# Beaver Jointer Planer



## libra123 (Sep 25, 2011)

I recently purchased an electric beaver jointer at an auction and have no experience with this type of work.The unit is quite old Model 3477 Ser.no 3477 4 1/2 by24 3/4 cast iron table and I have no instruction manual.My questions are as follows :
1)There is an adjustment setting on each end of the split table.How should these be set ?One slightly higher than the other or perfectly flat.
2)Where can I get blades if required ?
3)Are the dificult to sharpen and install ?
4)What are these units worth ? It runs very smooth ,no rust,and has a nice heavy cast iron table. I paid $ 30.00
Any help here will be appreciated.


----------



## BrianS (Nov 7, 2004)

Hi Arne. Welcome to our little corner of the 'net.





libra123 said:


> 1)There is an adjustment setting on each end of the split table.How should these be set ?One slightly higher than the other or perfectly flat.
> 
> The outfeed side, that would be the end the motor is mounted on, is normally higher than the infeed side.
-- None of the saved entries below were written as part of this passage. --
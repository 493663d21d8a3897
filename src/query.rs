use regex::Regex;
use std::sync::OnceLock;

/// Lazy-initialized question patterns, tried in order
static FULL_QUESTION_REGEX: OnceLock<Regex> = OnceLock::new();
static BARE_KEY_OF_REGEX: OnceLock<Regex> = OnceLock::new();
static TRAILING_KEY_REGEX: OnceLock<Regex> = OnceLock::new();
static SONG_ONLY_REGEX: OnceLock<Regex> = OnceLock::new();

fn get_full_question_regex() -> &'static Regex {
    FULL_QUESTION_REGEX
        .get_or_init(|| Regex::new(r"(?i)(?:what'?s the )?key of (.+?) by (.+?)(?:\?|$)").unwrap())
}

// Anything this matches, the full-question pattern matched first.
fn get_bare_key_of_regex() -> &'static Regex {
    BARE_KEY_OF_REGEX.get_or_init(|| Regex::new(r"(?i)key of (.+?) by (.+?)(?:\?|$)").unwrap())
}

fn get_trailing_key_regex() -> &'static Regex {
    TRAILING_KEY_REGEX.get_or_init(|| Regex::new(r"(?i)(.+?) by (.+?) key").unwrap())
}

fn get_song_only_regex() -> &'static Regex {
    SONG_ONLY_REGEX.get_or_init(|| Regex::new(r"(?i)(?:what'?s the )?key of (.+?)(?:\?|$)").unwrap())
}

/// Song and optional artist pulled out of a question
#[derive(Debug, Clone, PartialEq, Eq)]
pub struct ParsedQuery {
    pub song: String,
    pub artist: Option<String>,
}

/// Extract a song title and optional artist from a free-text question.
///
/// Rules are tried in priority order and the first one that matches decides
/// the result. Captures are non-greedy, so with several " by " separators
/// the artist starts after the first one ("key of Stand by Me by Ben E. King"
/// yields song "Stand"). That ambiguity is accepted.
pub fn parse(text: &str) -> Option<ParsedQuery> {
    let with_artist = [
        get_full_question_regex(),
        get_bare_key_of_regex(),
        get_trailing_key_regex(),
    ];

    for pattern in with_artist {
        if let Some(caps) = pattern.captures(text) {
            return build(&caps[1], Some(&caps[2]));
        }
    }

    get_song_only_regex()
        .captures(text)
        .and_then(|caps| build(&caps[1], None))
}

fn build(song: &str, artist: Option<&str>) -> Option<ParsedQuery> {
    let song = song.trim();
    if song.is_empty() {
        tracing::debug!("Question matched but the song title is blank");
        return None;
    }

    let artist = artist
        .map(str::trim)
        .filter(|a| !a.is_empty())
        .map(str::to_string);

    Some(ParsedQuery {
        song: song.to_string(),
        artist,
    })
}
Not a lot mind you, maybe a 1/16".. even that might be too much actually.
> 
> ...


----------



## Marco (Feb 21, 2009)

You got a good deal as it looks good and as you said runs smooth. For the rest of your questions this brief reading and video will cover them Using A Jointer - NewWoodworker.com LLC .... all except where to get the knives. You can likely google them up.


----------



## libra123 (Sep 25, 2011)

Thanks for all your help.Very much appreciated.
Arne


----------



## AxlMyk (Jun 13, 2006)

$30 eh? Damn. Nice catch.
It's a nice hunk of old arn. You might want to register it at VintageMachinery.org | Welcome
Go to Old Woodworking Machines • Index page for help on servicing it.


----------